Things got a little ugly around here from the stress, I actually lost it, and finally went off like a naughty person. Ugly words were exchanged, but I made no apologies for my outburst that was building and coming for a long fucking time. I've been holding a lot of shit in to keep the peace, but had to let it out for FFS - finally - because I have my limits too. There was a moment as to which direction the heavy boots was holding, and that I was going to put on, were going to fly: in the direction of someone's head, or toward the area of a door. They pretty much hit the door, lucky for the spouse.
I can't remember throwing something that potentially painful, if you were on the receiving end, for a longass fucking time, so you can only imagine how many months to a year or so I've been letting things sort of slide. Partly letting them take their toll on a part of me, causing me depression, but at the same time, building up some fucking red hot motherfuckin' ugly, potentially violent, unpredictable. I say "potentially violent" meaning that the well-deserving provoking person's (i.e. the spouse) head could very likely or would become the target of some crazy object one can quickly grab and hurl without thinking.

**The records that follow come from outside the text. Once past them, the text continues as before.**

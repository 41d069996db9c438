//! Adaptive re-verification scheduling.
//!
//! Two adjustment layers operate on different time scales:
//!
//! - A slow per-subject tuning loop reacts to observed error rate and
//!   latency, shrinking the interval under a high error rate (floored at
//!   half the base interval) and growing it when error rate is low and
//!   latency is under target (capped at twice the base interval).
//! - A fast per-event adjustment sets the next due time from each
//!   individual result: halved when that result's risk exceeds 0.7,
//!   stretched by 1.5 when it is under 0.3. It does not touch the tuned
//!   interval.

use serde::{Deserialize, Serialize};
use std::collections::HashMap;
use std::sync::Mutex;
use std::time::Duration;

use warden_core::{RiskScore, SubjectId, Timestamp};

// ---------------------------------------------------------------------------
// Configuration
// ---------------------------------------------------------------------------

#[derive(Debug, Clone, Serialize, Deserialize)]
pub struct ScheduleConfig {
    /// Starting re-verification cadence for every subject.
    pub base_interval: Duration,
    /// How often the tuning loop runs.
    pub tune_interval: Duration,
    /// Error rate above which the interval shrinks.
    pub high_error_rate: f64,
    /// Error rate below which the interval may grow.
    pub low_error_rate: f64,
    /// Latency target that gates interval growth.
    pub target_latency_ms: f64,
    pub shrink_factor: f64,
    pub grow_factor: f64,
}

impl Default for ScheduleConfig {
    fn default() -> Self {
        Self {
            base_interval: Duration::from_secs(300),
            tune_interval: Duration::from_secs(300),
            high_error_rate: 0.10,
            low_error_rate: 0.02,
            target_latency_ms: 500.0,
            shrink_factor: 0.8,
            grow_factor: 1.25,
        }
    }
}

// ---------------------------------------------------------------------------
// AdaptiveSchedule
// ---------------------------------------------------------------------------

/// Per-subject cadence state. Mutated only by the tuning loop and the
/// per-event adjustment; read by the monitor's trigger check.
#[derive(Debug, Clone, Serialize, Deserialize)]
pub struct AdaptiveSchedule {
    pub subject_id: SubjectId,
    pub current_interval: Duration,
    pub base_interval: Duration,
    /// current / base, for observability.
    pub adaptation_factor: f64,
    pub next_due: Timestamp,
}

impl AdaptiveSchedule {
    fn new(subject_id: SubjectId, base_interval: Duration, now: Timestamp) -> Self {
        Self {
            subject_id,
            current_interval: base_interval,
            base_interval,
            adaptation_factor: 1.0,
            // Due immediately: a newly registered subject has never been
            // verified.
            next_due: now,
        }
    }
}

// ---------------------------------------------------------------------------
// ScheduleStore
// ---------------------------------------------------------------------------

pub struct ScheduleStore {
    inner: Mutex<HashMap<SubjectId, AdaptiveSchedule>>,
    config: ScheduleConfig,
}

impl ScheduleStore {
    pub fn new(config: ScheduleConfig) -> Self {
        Self {
            inner: Mutex::new(HashMap::new()),
            config,
        }
    }

    pub fn config(&self) -> &ScheduleConfig {
        &self.config
    }

    /// Create the subject's schedule if absent.
    pub fn ensure(&self, subject: &SubjectId) {
        let mut map = self.inner.lock().expect("schedule store lock poisoned");
        map.entry(subject.clone()).or_insert_with(|| {
            AdaptiveSchedule::new(subject.clone(), self.config.base_interval, Timestamp::now())
        });
    }

    pub fn remove(&self, subject: &SubjectId) {
        let mut map = self.inner.lock().expect("schedule store lock poisoned");
        map.remove(subject);
    }

    pub fn get(&self, subject: &SubjectId) -> Option<AdaptiveSchedule> {
        let map = self.inner.lock().expect("schedule store lock poisoned");
        map.get(subject).cloned()
    }

    /// Slow tuning layer. Returns the new interval when it changed.
    pub fn tune(
        &self,
        subject: &SubjectId,
        error_rate: f64,
        average_latency_ms: f64,
    ) -> Option<Duration> {
        let mut map = self.inner.lock().expect("schedule store lock poisoned");
        let schedule = map.get_mut(subject)?;

        let current = schedule.current_interval;
        let base = schedule.base_interval;
        let updated = if error_rate > self.config.high_error_rate {
            current.mul_f64(self.config.shrink_factor).max(base.mul_f64(0.5))
        } else if error_rate < self.config.low_error_rate
            && average_latency_ms < self.config.target_latency_ms
        {
            current.mul_f64(self.config.grow_factor).min(base.mul_f64(2.0))
        } else {
            current
        };

        if updated == current {
            return None;
        }
        schedule.current_interval = updated;
        schedule.adaptation_factor = updated.as_secs_f64() / base.as_secs_f64();
        Some(updated)
    }

    /// Fast per-event layer: compute and store the next due time from one
    /// result's risk score. Returns the next verification time. A subject
    /// with no schedule (deregistered mid-flight) gets a computed time
    /// but no entry is created for it.
    pub fn record_result(&self, subject: &SubjectId, risk: RiskScore, now: Timestamp) -> Timestamp {
        let mut map = self.inner.lock().expect("schedule store lock poisoned");
        let current = match map.get(subject) {
            Some(schedule) => schedule.current_interval,
            None => self.config.base_interval,
        };

        let mut adjusted = current;
        if risk.value() > 0.7 {
            adjusted = adjusted.mul_f64(0.5);
        } else if risk.value() < 0.3 {
            adjusted = adjusted.mul_f64(1.5);
        }
        let next = now.plus(adjusted);
        if let Some(schedule) = map.get_mut(subject) {
            schedule.next_due = next;
        }
        next
    }

    /// Subjects whose next verification deadline has passed.
    pub fn due_subjects(&self, now: Timestamp) -> Vec<SubjectId> {
        let map = self.inner.lock().expect("schedule store lock poisoned");
        map.values()
            .filter(|s| s.next_due <= now)
            .map(|s| s.subject_id.clone())
            .collect()
    }

    /// Push the due time one interval out when a subject is enqueued, so
    /// the next tick does not enqueue it again while the verification is
    /// still in the queue.
    pub fn mark_enqueued(&self, subject: &SubjectId, now: Timestamp) {
        let mut map = self.inner.lock().expect("schedule store lock poisoned");
        if let Some(schedule) = map.get_mut(subject) {
            schedule.next_due = now.plus(schedule.current_interval);
        }
    }
}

Fortunately, for the "target", I am not only blind in one eye, and therefore have no depth perception, I'm nearsighted as fuck in the other, so it's unlikely anybody would get harmed except for me out of sheer embarrassment for missing by a long shot, and letting something stupid let me lose my composure. Well, at least I got an apology for ugly words that were exchanged without feeling guilty in the least. I felt I was in the right, so I was pleased and accepting of a fucking well-deserved apology for once in my fucking life.
After that incident, I learned later that the spouse really did show up for his doctor appointment, even though it was only a GP, but he'd made an appointment and later went to a counseling session. I'm guessing to talk more about me and my "issues" instead of manning up to his, but it's a start. I'll give him that. I was glad he went. It gave him a reason to talk about the shitty atmosphere around here lately. Since then, the heavy atmosphere of unneeded stress and worry has been lifted considerably.
My agoraphobia is really not agoraphobia anymore, I've decided. It's just anxiety. I managed to handle being in a crowd indoors at a Dias de los Muertos celebration earlier in the month, which was cool. Now I'm just dealing with this going out by myself a bit differently in my head. The feelings and sensations aren't as heavy and all-consuming that I have to totally over-medicate to push through. It's somewhat different, but impossible to explain. Still fighting the anxiety though, it's changed a bit. The ugly game has changed, and is not as ugly and gut-wrenching. But fuckin' A, I still keep my meds on hand just in case. :D I'm still crazy, not stupid!